What you will do: The answer must be a single number, namely how many lines in the entries below contain the string "crate".

Records provided:
────────────────

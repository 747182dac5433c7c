//! Well-known metadata keys, version strings, and other fixed wire constants.
//!
//! Every string here is part of the wire contract (spec §6): changing one
//! changes what bytes mean, not just what this crate happens to name things.

/// Batch metadata key carrying the target method name on a request batch.
pub const KEY_METHOD: &str = "method";
/// Batch metadata key carrying the request protocol version (always `"1"`).
pub const KEY_REQUEST_VERSION: &str = "request_version";
/// Batch metadata key carrying the server's identifier on a response batch.
pub const KEY_SERVER_ID: &str = "server_id";
/// Batch metadata key echoing the caller-supplied request id, if any.
pub const KEY_REQUEST_ID: &str = "request_id";
/// Batch metadata key marking a zero-row batch as a log or error record.
pub const KEY_LOG_LEVEL: &str = "log_level";
/// Batch metadata key carrying the human-readable log/error message.
pub const KEY_LOG_MESSAGE: &str = "log_message";
/// Batch metadata key carrying a JSON-encoded object of extra log/error data.
pub const KEY_LOG_EXTRA: &str = "log_extra";
/// Batch metadata key on the describe batch naming the protocol.
pub const KEY_PROTOCOL_NAME: &str = "protocol_name";
/// Batch metadata key on the describe batch carrying the describe format version.
pub const KEY_DESCRIBE_VERSION: &str = "describe_version";
/// Batch metadata key carrying a base64 state token for HTTP stream continuation.
pub const KEY_STREAM_STATE: &str = "stream_state";

/// Log level recorded on a zero-row batch that represents a terminal error.
pub const LOG_LEVEL_EXCEPTION: &str = "EXCEPTION";

/// The only value `request_version` is ever allowed to carry today.
pub const REQUEST_VERSION: &str = "1";
/// The only value `describe_version` is ever allowed to carry today.
pub const DESCRIBE_VERSION: &str = "2";

/// The reserved method name that triggers introspection instead of dispatch.
pub const DESCRIBE_METHOD_NAME: &str = "__describe__";

/// `created_at`/version/HMAC layout, see [`crate::token`].
pub const TOKEN_VERSION: u8 = 2;
/// Size in bytes of the HMAC-SHA-256 tag appended to every state token.
pub const TOKEN_HMAC_LEN: usize = 32;
/// The smallest a packed, pre-base64 token payload can legally be:
/// 1 (version) + 8 (created_at) + 4 (state_len=0) + 4 (output_schema_len=0)
/// + 4 (input_schema_len=0) + 32 (HMAC) = 53 bytes.
pub const TOKEN_MIN_LEN: usize = 53;

/// Default time-to-live, in seconds, for a state token. Zero disables the check.
pub const DEFAULT_TOKEN_TTL_SECS: u64 = 3600;

/// Reserved key on a producer/exchange handler's returned state object that,
/// when present, overrides the registered output schema for the remainder
/// of the session (spec §4.5, §9 "a future wire-level revision may lift it
/// into metadata").
pub const STATE_OVERRIDE_OUTPUT_SCHEMA: &str = "__override_output_schema__";
/// Reserved key analogous to [`STATE_OVERRIDE_OUTPUT_SCHEMA`] that lets a
/// handler flip a method between producer and exchange shape per invocation.
pub const STATE_OVERRIDE_IS_PRODUCER: &str = "__override_is_producer__";

/// JSON tag prefix used by the default state serializer to losslessly
/// round-trip integers outside the f64-safe range (spec §4.2).
pub const BIGINT_JSON_PREFIX: &str = "__bigint__:";

/// HTTP request/response content type for an IPC-stream body.
pub const CONTENT_TYPE_ARROW_STREAM: &str = "application/vnd.apache.arrow.stream";

/// `Content-Encoding` value used for the zstd compression filter.
pub const CONTENT_ENCODING_ZSTD: &str = "zstd";

/// Header advertising the server's request-size cap from `__capabilities__`.
pub const HEADER_MAX_REQUEST_BYTES: &str = "VGI-Max-Request-Bytes";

────────────────

Response to this task: 2